Interactive mode changes the behavior of the component functions. Normally, when you call a component function, it simply returns a Task object which is used to build pipelines statically. However, in interactive mode, when you call a component function, the component starts executing immediately and the function returns an Execution object instead of a Task object.

Prerequisites

Install the Cloud Pipelines SDK: pip install cloud-pipelines.

The default task launcher uses the local Docker installation to execute component tasks. Make sure that Docker is installed and working. See https://docs.docker.com/get-docker/

Activating the interactive mode

To activate the interactive execution mode, call cloud_pipelines.activate_interactive_mode():

import cloud_pipelines

cloud_pipelines.activate_interactive_mode()

That's it. Now you can start executing components. You can pass the component execution outputs to other components, thus creating pipelines interactively.

Note: To deactivate interactive mode, call cloud_pipelines.deactivate_interactive_mode(). Note: You can use interactive mode as Python context: cloud_pipelines.orchestration.runners.InteractiveMode().

Using interactive mode

Creating or loading a component

Components are usually loaded from remote or local component.yaml files.

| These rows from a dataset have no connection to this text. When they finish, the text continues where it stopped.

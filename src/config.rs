use anyhow::{Context, Result};
use chrono::{DateTime, Utc};
use serde::{Deserialize, Serialize};
use std::fs;
use std::path::{Path, PathBuf};

use crate::error::SquadError;
use crate::flags::RedFlagThresholds;
use crate::load::MetricsConfig;
use crate::logging::LogConfig;

/// Main application configuration
#[derive(Debug, Clone, Serialize, Deserialize)]
pub struct AppConfig {
    /// Application metadata
    pub metadata: ConfigMetadata,

    /// General application settings
    pub settings: AppSettings,

    /// Load window and readiness settings
    #[serde(default)]
    pub metrics: MetricsConfig,

    /// Red-flag thresholds
    #[serde(default)]
    pub red_flags: RedFlagThresholds,

    /// Logging output
    #[serde(default)]
    pub logging: LogConfig,
}

/// Configuration metadata
#[derive(Debug, Clone, Serialize, Deserialize)]
pub struct ConfigMetadata {
    /// Configuration format version
    pub version: String,

    /// Creation timestamp
    pub created_at: DateTime<Utc>,

    /// Last modification timestamp
    pub updated_at: DateTime<Utc>,
}

/// General application settings
#[derive(Debug, Clone, Serialize, Deserialize)]
pub struct AppSettings {
    /// Team name shown in report headers
    pub squad_name: String,

    /// Directory holding profiles.csv, wellness.csv and sessions.csv
    pub data_dir: PathBuf,

    /// Player reported on when none is given
    pub default_player_id: Option<String>,
}

impl Default for AppConfig {
    fn default() -> Self {
        let now = Utc::now();

        AppConfig {
            metadata: ConfigMetadata {
                version: "1.0".to_string(),
                created_at: now,
                updated_at: now,
            },
            settings: AppSettings::default(),
            metrics: MetricsConfig::default(),
            red_flags: RedFlagThresholds::default(),
            logging: LogConfig::default(),
        }
    }
}

impl Default for AppSettings {
    fn default() -> Self {
        AppSettings {
            squad_name: "First Team".to_string(),
            data_dir: PathBuf::from("./data"),
            default_player_id: None,
        }
    }
}

impl AppConfig {
    /// Load configuration from TOML file
    pub fn load_from_file<P: AsRef<Path>>(path: P) -> Result<Self> {
        let content = fs::read_to_string(&path)
            .with_context(|| format!("Failed to read config file: {}", path.as_ref().display()))?;

        let config: AppConfig =
            toml::from_str(&content).with_context(|| "Failed to parse TOML configuration")?;

        config.validate()?;
        Ok(config)
    }

    /// Save configuration to TOML file
    pub fn save_to_file<P: AsRef<Path>>(&mut self, path: P) -> Result<()> {
        self.metadata.updated_at = Utc::now();

        if let Some(parent) = path.as_ref().parent() {
            fs::create_dir_all(parent).with_context(|| {
                format!("Failed to create config directory: {}", parent.display())
            })?;
        }

        let toml_content = toml::to_string_pretty(self)
            .with_context(|| "Failed to serialize configuration to TOML")?;

        fs::write(&path, toml_content)
            .with_context(|| format!("Failed to write config file: {}", path.as_ref().display()))?;

        Ok(())
    }

    /// Get default configuration file path
    pub fn default_config_path() -> PathBuf {
        dirs::home_dir()
            .unwrap_or_else(|| PathBuf::from("."))
            .join(".squadrs")
            .join("config.toml")
    }

    /// Load the default config file, or defaults when there is none
    pub fn load_or_default() -> Result<Self> {
        Self::load_or_default_from(Self::default_config_path())
    }

    /// Defaults only when `path` does not exist; a broken file is an error
    pub fn load_or_default_from<P: AsRef<Path>>(path: P) -> Result<Self> {
        let path = path.as_ref();
        if !path.exists() {
            eprintln!("Config file not found, using defaults: {}", path.display());
            return Ok(Self::default());
        }

        Self::load_from_file(path)
    }

    /// Reject settings the calculators cannot work with
    pub fn validate(&self) -> std::result::Result<(), SquadError> {
        if self.metrics.window_days < 2 {
            return Err(SquadError::Configuration(format!(
                "metrics.window_days must be at least 2, got {}",
                self.metrics.window_days
            )));
        }

        if self.metrics.sleep_target_hours.is_nan() || self.metrics.sleep_target_hours <= 0.0 {
            return Err(SquadError::Configuration(format!(
                "metrics.sleep_target_hours must be positive, got {}",
                self.metrics.sleep_target_hours
            )));
        }

        let t = &self.red_flags;
        if t.load_spike_ratio <= 1.0 || t.load_spike_critical_ratio < t.load_spike_ratio {
            return Err(SquadError::Configuration(
                "red_flags.load_spike_ratio must be above 1 and not above the critical ratio"
                    .to_string(),
            ));
        }

        Ok(())
    }
}
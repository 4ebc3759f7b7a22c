use chrono::{DateTime, NaiveDate, NaiveTime, Utc};
use rust_decimal::Decimal;
use serde::{Deserialize, Serialize};
use std::collections::BTreeMap;
use std::fmt;
use uuid::Uuid;

use crate::error::ValidationError;
use crate::load::session_load;
use crate::validation;
use crate::wellness::sleep_duration_hours;

/// User role; gates every staff-only operation
#[derive(Debug, Clone, Copy, PartialEq, Eq, Hash, Serialize, Deserialize)]
#[serde(rename_all = "lowercase")]
pub enum Role {
    Admin,
    Staff,
    Player,
}

impl Role {
    /// Staff and admins can review squad data and edit schedules
    pub fn is_staff(&self) -> bool {
        matches!(self, Role::Admin | Role::Staff)
    }
}

impl fmt::Display for Role {
    fn fmt(&self, f: &mut fmt::Formatter<'_>) -> fmt::Result {
        match self {
            Role::Admin => write!(f, "admin"),
            Role::Staff => write!(f, "staff"),
            Role::Player => write!(f, "player"),
        }
    }
}

/// User identity and display fields
#[derive(Debug, Clone, PartialEq, Serialize, Deserialize)]
pub struct Profile {
    /// Backend user id
    pub id: String,

    pub display_name: String,

    pub role: Role,

    /// Playing position, players only
    pub position: Option<String>,

    pub squad_number: Option<u8>,

    /// Inactive profiles are left out of squad overviews
    pub active: bool,
}

impl Profile {
    pub fn new(id: impl Into<String>, display_name: impl Into<String>, role: Role) -> Self {
        Profile {
            id: id.into(),
            display_name: display_name.into(),
            role,
            position: None,
            squad_number: None,
            active: true,
        }
    }

    pub fn is_staff(&self) -> bool {
        self.role.is_staff()
    }
}

/// Daily wellness questionnaire, one per player per day
///
/// All 1-10 scales are "higher is more": a fatigue of 9 means very tired,
/// a sleep quality of 9 means slept very well.
#[derive(Debug, Clone, PartialEq, Serialize, Deserialize)]
pub struct WellnessEntry {
    pub id: Uuid,

    pub user_id: String,

    pub date: NaiveDate,

    /// Bed time as a local HH:MM clock string
    pub bed_time: Option<String>,

    /// Wake time as a local HH:MM clock string
    pub wake_time: Option<String>,

    /// Sleep duration in hours derived from bed/wake time
    pub sleep_hours: Option<f64>,

    pub sleep_quality: Option<u8>,
    pub fatigue: Option<u8>,
    pub soreness: Option<u8>,
    pub stress: Option<u8>,
    pub mood: Option<u8>,
    pub motivation: Option<u8>,

    /// Morning bodyweight in kilograms
    pub bodyweight_kg: Option<Decimal>,

    pub illness: Option<bool>,

    /// Per body part soreness or pain, 1-10
    #[serde(default)]
    pub body_soreness: BTreeMap<String, u8>,

    pub notes: Option<String>,

    pub created_at: DateTime<Utc>,
}

impl WellnessEntry {
    /// Create an empty entry for a player and day
    pub fn new(user_id: impl Into<String>, date: NaiveDate) -> Self {
        WellnessEntry {
            id: Uuid::new_v4(),
            user_id: user_id.into(),
            date,
            bed_time: None,
            wake_time: None,
            sleep_hours: None,
            sleep_quality: None,
            fatigue: None,
            soreness: None,
            stress: None,
            mood: None,
            motivation: None,
            bodyweight_kg: None,
            illness: None,
            body_soreness: BTreeMap::new(),
            notes: None,
            created_at: Utc::now(),
        }
    }

    /// Validate a player submission and fill in the derived sleep duration
    pub fn submit(mut self) -> Result<Self, ValidationError> {
        validation::validate_wellness(&self)?;
        self.sleep_hours = sleep_duration_hours(self.bed_time.as_deref(), self.wake_time.as_deref());
        Ok(self)
    }

    /// Stored sleep duration, or one derived from bed/wake time
    pub fn resolved_sleep_hours(&self) -> Option<f64> {
        self.sleep_hours
            .or_else(|| sleep_duration_hours(self.bed_time.as_deref(), self.wake_time.as_deref()))
            .filter(|hours| hours.is_finite())
    }
}

/// A single training session with its perceived exertion
#[derive(Debug, Clone, PartialEq, Serialize, Deserialize)]
pub struct SessionEntry {
    pub id: Uuid,

    pub user_id: String,

    pub date: NaiveDate,

    /// Session duration in minutes
    pub duration_minutes: u16,

    /// Rate of perceived exertion, 1-10
    pub rpe: Option<u8>,

    /// Session load (duration x RPE); absent without an RPE
    pub load: Option<f64>,

    /// Free-form label such as "pitch" or "gym"
    pub session_type: Option<String>,

    pub created_at: DateTime<Utc>,
}

impl SessionEntry {
    pub fn new(
        user_id: impl Into<String>,
        date: NaiveDate,
        duration_minutes: u16,
        rpe: Option<u8>,
    ) -> Self {
        SessionEntry {
            id: Uuid::new_v4(),
            user_id: user_id.into(),
            date,
            duration_minutes,
            rpe,
            load: rpe.map(|rpe| session_load(f64::from(duration_minutes), f64::from(rpe))),
            session_type: None,
            created_at: Utc::now(),
        }
    }

    /// Validate a player submission and recompute the derived load
    pub fn submit(mut self) -> Result<Self, ValidationError> {
        validation::validate_session(&self)?;
        self.load = self
            .rpe
            .map(|rpe| session_load(f64::from(self.duration_minutes), f64::from(rpe)));
        Ok(self)
    }

    /// Load contribution, zero when no RPE was given
    pub fn load_or_zero(&self) -> f64 {
        self.load.unwrap_or(0.0)
    }
}

/// Kinds of activity on the team schedule
#[derive(Debug, Clone, Copy, PartialEq, Eq, Hash, Serialize, Deserialize)]
#[serde(rename_all = "lowercase")]
pub enum ActivityType {
    Meal,
    Training,
    Recovery,
    Match,
    Gym,
    Meeting,
    Travel,
    Rest,
    Other,
}

impl fmt::Display for ActivityType {
    fn fmt(&self, f: &mut fmt::Formatter<'_>) -> fmt::Result {
        let label = match self {
            ActivityType::Meal => "Meal",
            ActivityType::Training => "Training",
            ActivityType::Recovery => "Recovery",
            ActivityType::Match => "Match",
            ActivityType::Gym => "Gym",
            ActivityType::Meeting => "Meeting",
            ActivityType::Travel => "Travel",
            ActivityType::Rest => "Rest",
            ActivityType::Other => "Other",
        };
        write!(f, "{}", label)
    }
}

/// One item on the team's daily schedule
#[derive(Debug, Clone, PartialEq, Serialize, Deserialize)]
pub struct ScheduleItem {
    pub id: Uuid,
    pub date: NaiveDate,
    pub activity: ActivityType,
    pub title: String,
    pub start_time: Option<NaiveTime>,
    pub end_time: Option<NaiveTime>,
    /// Manual ordering within the day, lower first
    pub sort_order: i32,
}

impl ScheduleItem {
    pub fn new(date: NaiveDate, activity: ActivityType, title: impl Into<String>) -> Self {
        ScheduleItem {
            id: Uuid::new_v4(),
            date,
            activity,
            title: title.into(),
            start_time: None,
            end_time: None,
            sort_order: 0,
        }
    }
}

#[cfg(test)]
mod tests {
    use super::*;
    use rust_decimal_macros::dec;

    fn date() -> NaiveDate {
        NaiveDate::from_ymd_opt(2024, 9, 23).unwrap()
    }

    #[test]
    fn test_role_permissions() {
        assert!(Role::Admin.is_staff());
        assert!(Role::Staff.is_staff());
        assert!(!Role::Player.is_staff());
        assert_eq!(Role::Staff.to_string(), "staff");
    }

    #[test]
    fn test_wellness_submit_derives_sleep() {
        let entry = WellnessEntry {
            bed_time: Some("23:00".to_string()),
            wake_time: Some("07:00".to_string()),
            sleep_quality: Some(7),
            bodyweight_kg: Some(dec!(78.4)),
            ..WellnessEntry::new("p1", date())
        }
        .submit()
        .unwrap();

        assert_eq!(entry.sleep_hours, Some(8.0));
        assert_eq!(entry.resolved_sleep_hours(), Some(8.0));
    }

    #[test]
    fn test_wellness_submit_rejects_bad_scale() {
        let result = WellnessEntry {
            fatigue: Some(11),
            ..WellnessEntry::new("p1", date())
        }
        .submit();

        assert!(result.is_err());
    }

    #[test]
    fn test_resolved_sleep_hours_skips_malformed_times() {
        let entry = WellnessEntry {
            bed_time: Some("late".to_string()),
            wake_time: Some("07:00".to_string()),
            ..WellnessEntry::new("p1", date())
        };
        assert_eq!(entry.resolved_sleep_hours(), None);
    }

    #[test]
    fn test_session_load_derived() {
        let session = SessionEntry::new("p1", date(), 60, Some(7));
        assert_eq!(session.load, Some(420.0));

        let no_rpe = SessionEntry::new("p1", date(), 45, None);
        assert_eq!(no_rpe.load, None);
        assert_eq!(no_rpe.load_or_zero(), 0.0);
    }

    #[test]
    fn test_session_submit_validates_duration() {
        assert!(SessionEntry::new("p1", date(), 0, Some(5)).submit().is_err());
        assert!(SessionEntry::new("p1", date(), 301, Some(5)).submit().is_err());
        assert!(SessionEntry::new("p1", date(), 90, Some(5)).submit().is_ok());
    }

    #[test]
    fn test_profile_serialization() {
        let profile = Profile::new("p1", "Sam Carter", Role::Player);
        let json = serde_json::to_string(&profile).unwrap();
        assert!(json.contains("\"role\":\"player\""));

        let back: Profile = serde_json::from_str(&json).unwrap();
        assert_eq!(back, profile);
    }
}
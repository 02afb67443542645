//! Menu exclusion (spec.md §4.4 step 2): strips `<nav>`, ARIA
//! `role="navigation"`, and class/id chrome patterns, plus a
//! density-based pass for elements that look like navigation without
//! being tagged as such, and finally position-based (sidebar) selectors.

use std::collections::HashSet;
use std::sync::LazyLock;

use ego_tree::NodeId;
use scraper::{ElementRef, Html, Selector};

use crate::extractor::dom_filter::{serialize_without, visible_text_len};
use crate::utils::{DEFAULT_MENU_DENSITY_THRESHOLD, DEFAULT_MENU_LINK_COUNT_THRESHOLD};

static STRUCTURAL_SELECTOR: LazyLock<Selector> = LazyLock::new(|| {
    Selector::parse("nav, [role='navigation']")
        .expect("BUG: hardcoded menu selector is invalid")
});

/// Class/id substrings that mark chrome elements (spec.md §4.4 step 2's
/// `menu`, `nav`, `sidebar`, `header`, `footer`, `breadcrumb` list).
const CHROME_PATTERNS: &[&str] = &["menu", "nav", "sidebar", "header", "footer", "breadcrumb"];

/// Position-based selectors tried after the structural pass (spec.md
/// §4.4 step 2: "top/left/right/bottom sidebars").
const POSITION_SELECTORS: &[&str] = &[
    ".sidebar-left",
    ".sidebar-right",
    ".sidebar-top",
    ".sidebar-bottom",
    "#left-sidebar",
    "#right-sidebar",
    "[class*='col-sidebar']",
];

static LINK_SELECTOR: LazyLock<Selector> =
    LazyLock::new(|| Selector::parse("a").expect("BUG: hardcoded 'a' selector is invalid"));

static ALL_ELEMENTS_SELECTOR: LazyLock<Selector> =
    LazyLock::new(|| Selector::parse("*").expect("BUG: hardcoded '*' selector is invalid"));

fn class_or_id_matches_chrome(element: &ElementRef) -> bool {
    let class = element.value().attr("class").unwrap_or_default().to_lowercase();
    let id = element.value().attr("id").unwrap_or_default().to_lowercase();
    CHROME_PATTERNS
        .iter()
        .any(|p| class.contains(p) || id.contains(p))
}

/// `true` if an element's text-to-link density falls below `threshold`
/// and it has more than `link_count` links — spec.md §4.4 step 2's
/// density heuristic for untagged navigation chrome.
fn is_low_density_chrome(element: &ElementRef, threshold: f64, link_count_limit: usize) -> bool {
    let links: Vec<_> = element.select(&LINK_SELECTOR).collect();
    if links.len() <= link_count_limit {
        return false;
    }
    let text_len = visible_text_len(element) as f64;
    let link_text_len: f64 = links.iter().map(visible_text_len).map(|n| n as f64).sum();
    if text_len <= 0.0 {
        return true;
    }
    (link_text_len / text_len) .is_finite() && (text_len - link_text_len) / text_len < threshold
}

/// Remove menu/chrome elements from `html`, returning the cleaned HTML
/// string. Link harvesting (spec.md §4.4 step 7) happens on the
/// *original* HTML before this function runs, so stripped menu links are
/// still discovered.
#[must_use]
pub fn strip_menus(html: &str) -> String {
    let document = Html::parse_fragment(html);
    let root = document.root_element();

    let mut to_remove: HashSet<NodeId> = HashSet::new();

    for el in document.select(&STRUCTURAL_SELECTOR) {
        to_remove.insert(el.id());
    }

    for el in document.select(&ALL_ELEMENTS_SELECTOR) {
        if to_remove.contains(&el.id()) {
            continue;
        }
        if class_or_id_matches_chrome(&el) {
            to_remove.insert(el.id());
        }
    }

    for el in document.select(&ALL_ELEMENTS_SELECTOR) {
        if to_remove.contains(&el.id()) {
            continue;
        }
        if is_low_density_chrome(
            &el,
            DEFAULT_MENU_DENSITY_THRESHOLD,
            DEFAULT_MENU_LINK_COUNT_THRESHOLD,
        ) {
            to_remove.insert(el.id());
        }
    }

    for selector_str in POSITION_SELECTORS {
        if let Ok(selector) = Selector::parse(selector_str) {
            for el in document.select(&selector) {
                to_remove.insert(el.id());
            }
        }
    }

    serialize_without(&root, &to_remove)
}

Methods to load or create components can be found in the cloud_pipelines.components module:

  • load_component_from_url
  • load_component_from_file
  • load_component_from_text
  • create_component_from_func

Each of these functions return a Python function with signature that corresponds to the component inputs.

Here we will just create a new component from a small Python function.

def add_exclamation(message: str = "Hello, world") -> str:
    result = message + "!"
    print(result)
    return result

from cloud_pipelines import components

add_exclamation_op = components.create_component_from_func(add_exclamation)

The resulting add_exclamation_op is a Python callable/function.

Learn more about creating a component from a Python function.

Running the component interactively

Usually the component function just returns a Task object that is used for building pipelines statically. However in interactive mode, the component starts running right away and the function returns an Execution object.

execution = add_exclamation_op(message="Hi")

You should see the following log:

2023-02-06 07:18:37.984659: [Add exclamation] Starting container task.
2023-02-06 07:18:40.474181: [Add exclamation] Hi!
2023-02-06 07:18:40.998756: [Add exclamation] Container task completed with status: Succeeded

Check the component execution outputs (Artifact objects):

output1 = execution.outputs["Output"]
print(output1.materialize())

You should see the following log:

Hi!

Orchestration

Executions

When you run component task, the Runner immediately creates and returns an Execution object while the execution runs in the background. Execution object has .outputs attribute that holds the dictionary of the component execution's output artifacts. The output artifacts can be passed to components which creates new executions.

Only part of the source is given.